I think there are assumptions being made that our current workflows or the way we currently do things is somehow innately better than what might be coming. It is the idea that our usage (thinking of power users or long-time desktop computing users) is somehow better than everything else.

I would challenge that idea. The workflows created today are tailored for windows-based computing. Trying to pry apart our current workflows and shoehorn them into a touch-oriented systems is going to be painful and, possibly (or probably) fruitless. So far, no one has cracked that and Apple has admitted as much by not adding touch screens to their Mac lineup and stating time and again that OS X and iOS are going to be separate and complementary operating systems.

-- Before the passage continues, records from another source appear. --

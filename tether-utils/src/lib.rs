//! tether-utils: Common utilities shared across tether crates
//!
//! This crate provides:
//! - Unified error types ([`TetherError`], [`Result`])
//! - Logging infrastructure ([`init_logging`], [`LogConfig`])
//! - XDG-compliant path utilities ([`paths`] module)

pub mod error;
pub mod logging;
pub mod paths;

// Re-export main types at crate root for convenience
pub use error::{Result, TetherError};
pub use logging::{init_logging, init_logging_with_config, LogConfig, LogOutput};

// Re-export commonly used path functions
pub use paths::{
    config_dir, config_file, ensure_dir, ensure_private_dir, job_socket_path, jobs_dir, log_dir,
    runtime_dir, state_dir,
};
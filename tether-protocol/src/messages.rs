//! Messages exchanged between a job manager and its main server
//!
//! Both sides can issue requests. Each side numbers its own requests, so a
//! `req_id` is only unique per direction.

use serde::{Deserialize, Serialize};

use crate::types::*;

/// Error carried back across the socket in place of a response
#[derive(Debug, Clone, Serialize, Deserialize, PartialEq, Eq)]
pub struct RpcError {
    pub message: String,
}

impl RpcError {
    pub fn new(message: impl Into<String>) -> Self {
        Self {
            message: message.into(),
        }
    }
}

impl std::fmt::Display for RpcError {
    fn fmt(&self, f: &mut std::fmt::Formatter<'_>) -> std::fmt::Result {
        f.write_str(&self.message)
    }
}

// ==================== Main Server -> Job Manager ====================

/// Requests the main server sends to a job manager
#[derive(Debug, Clone, Serialize, Deserialize, PartialEq, Eq)]
pub enum JobRequest {
    /// Present a signed access token (first half of the mutual handshake)
    AuthenticateToJobManager { job_access_token: String },
    /// Spawn the job's process
    StartJob(StartJobRequest),
    /// Connect a stream with a zero window; nothing flows until `StartStream`
    PrepareConnect { stream: StreamMeta, seq: u64 },
    /// Open the window remembered by the last `PrepareConnect`
    StartStream,
    /// Close the PTY master so the process sees a hangup
    Terminate,
    /// Query how the process exited, if it has
    ExitInfo,
    /// Shut the job manager down
    ExitJobManager,
}

impl JobRequest {
    /// Short name for logging
    pub fn name(&self) -> &'static str {
        match self {
            Self::AuthenticateToJobManager { .. } => "authenticate_to_job_manager",
            Self::StartJob(_) => "start_job",
            Self::PrepareConnect { .. } => "prepare_connect",
            Self::StartStream => "start_stream",
            Self::Terminate => "terminate",
            Self::ExitInfo => "exit_info",
            Self::ExitJobManager => "exit_job_manager",
        }
    }
}

/// Frames read by the job manager
#[derive(Debug, Clone, Serialize, Deserialize, PartialEq, Eq)]
pub enum PeerMessage {
    Request { req_id: u64, request: JobRequest },
    /// Reply to a request the job manager issued
    Response {
        req_id: u64,
        result: Result<(), RpcError>,
    },
    StreamAck(StreamAck),
    JobInput(JobInput),
}

// ==================== Job Manager -> Main Server ====================

/// Requests the job manager sends to its main server
#[derive(Debug, Clone, Serialize, Deserialize, PartialEq, Eq)]
pub enum ServerRequest {
    /// Prove the job manager's identity (second half of the handshake)
    AuthenticateJobManager {
        job_id: String,
        job_auth_token: String,
    },
}

/// Successful replies to a [`JobRequest`]
#[derive(Debug, Clone, Serialize, Deserialize, PartialEq, Eq)]
pub enum JobResponse {
    Ok,
    Started(StartJobResult),
    Connected(ConnectResult),
    ExitInfo(Option<ExitInfo>),
}

/// Frames written by the job manager
#[derive(Debug, Clone, Serialize, Deserialize, PartialEq, Eq)]
pub enum JobMessage {
    Request { req_id: u64, request: ServerRequest },
    Response {
        req_id: u64,
        result: Result<JobResponse, RpcError>,
    },
    StreamData(StreamData),
    JobExited(JobExited),
}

However, even more than the above (that our assumptions are holding us back), I think that the limitation of an operating system like iOS is the very thing that allows many people to finally be able to use a computing device without constantly muttering “I’m not a computer person”. Every time you add complexity of any type, even when you hide it (like the multitasking switcher), it is going to bite users in some unknown way. When you added multitasking and a switcher, all of a sudden people thought they needed to police their device and clear themselves of all of those icons in the multitasking switcher (for the record, no you did not).

Being able to have more than one app on-screen (which has been discussed when thinking of the future of iOS) will ultimately mean that people will abuse that feature and cause them to get into trouble. People can’t handle multiple applications on desktops computers and we’ve been working with this for decades!

I don’t disagree that iOS is going to get improvements, that much is inevitable. What I DO disagree with is the idea that complexity is needed to make iOS more powerful. I think that the power of iOS is actually housed in its simplicity. If you chip away at the simplicity, you’re going to have a substandard product.